Rather than answering himself, Shine stood aside and let a pegasus take the stand.

“I never did explain what convinced me to grow a pair and go back to Rainbow, did I?” asked Soarin’.

Twilight and I shook our heads.

“I’d just had a particularly crap run in a derby,” he explained, “and I was heading home when I was mugged. It was no big deal, I think I scared the guy straight, but when I turned to leave there was this flash of light in the alley, and this really strong wind coming from everywhere. And then get this: I came out. Another version of me! And he told me that Rainbow needed me and that I had to go back to her.”

“So?” I asked. “It could have just been an alternative version of you. You’d be surprised how many-”

“You don’t think I considered that?” asked Soarin’ in an alarmingly hostile voice. “I would have believed it if the other me hadn’t quite plainly said he was from the future! And guess what? He looked just like me!”

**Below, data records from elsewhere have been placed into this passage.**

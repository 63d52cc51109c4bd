//! `stash watch`: follow connectivity and sync on reconnect.
//!
//! A prober task checks remote reachability every
//! `connectivity.probe_interval_secs` and publishes the result on a
//! `tokio::sync::watch` channel; [`Stash::follow`](crate::app::Stash::follow)
//! turns changes into a queue sweep plus cache refresh (online) or an
//! offline flag. Runs until Ctrl-C.

use std::sync::Arc;
use std::time::Duration;

use anyhow::Result;
use tokio::sync::watch;
use tracing::info;

use crate::app::AppContext;
use crate::config::Config;
use crate::http_remote::HttpRemote;

async fn probe_loop(remote: Arc<HttpRemote>, interval: Duration, tx: watch::Sender<bool>) {
    let mut ticker = tokio::time::interval(interval);
    ticker.set_missed_tick_behavior(tokio::time::MissedTickBehavior::Delay);
    loop {
        ticker.tick().await;
        let online = remote.probe().await;
        tx.send_if_modified(|current| {
            if *current == online {
                false
            } else {
                *current = online;
                true
            }
        });
        if tx.is_closed() {
            break;
        }
    }
}

pub async fn run_watch(config: &Config) -> Result<()> {
    let ctx = AppContext::open(config).await?;
    let interval = Duration::from_secs(config.connectivity.probe_interval_secs);
    println!(
        "watching {} (probe every {}s, Ctrl-C to stop)",
        config.remote.base_url,
        interval.as_secs()
    );

    // Drain anything left from earlier sessions before waiting for changes.
    if ctx.stash.is_online() {
        let report = ctx.stash.queue.sync_all().await;
        info!(
            attempted = report.attempted,
            synced = report.synced,
            failed = report.failed,
            "startup sync"
        );
        ctx.stash.cache.load().await;
    }

    let (tx, rx) = watch::channel(ctx.stash.is_online());
    let prober = tokio::spawn(probe_loop(ctx.remote.clone(), interval, tx));

    tokio::select! {
        _ = ctx.stash.follow(rx) => {}
        result = tokio::signal::ctrl_c() => {
            result?;
            println!("stopping");
        }
    }

    prober.abort();
    ctx.close().await;
    Ok(())
}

“Well, duh,” said Lightning sarcastically. “Did you expect to look like a slice of Swiss cheese?”

“Hey, watch it, kid!” Soarin’ pointed a warning hoof at his son.

“He means he looked as he does right now,” Dash explained. “Right down to the bullets in his vest.”

“And this got me thinking,” Soarin’ continued, “how could this even be possible? How could I travel through time and talk to myself? There had to have been magic involved, and they wouldn’t just let anypony use such powerful magic-”

“-so you figured the most powerful magic would be kept in the most secure location and decided to come here!” I finished for him. “No wonder the Doctor was smegged off.”

“There’s just one problem,” said Soarin’, and he stood right on the edge. “Like I just said, the Archives are the most secure storage facility in Equestria, and we need to break in…”

“…but I have no idea how the buck we’re going to do it!”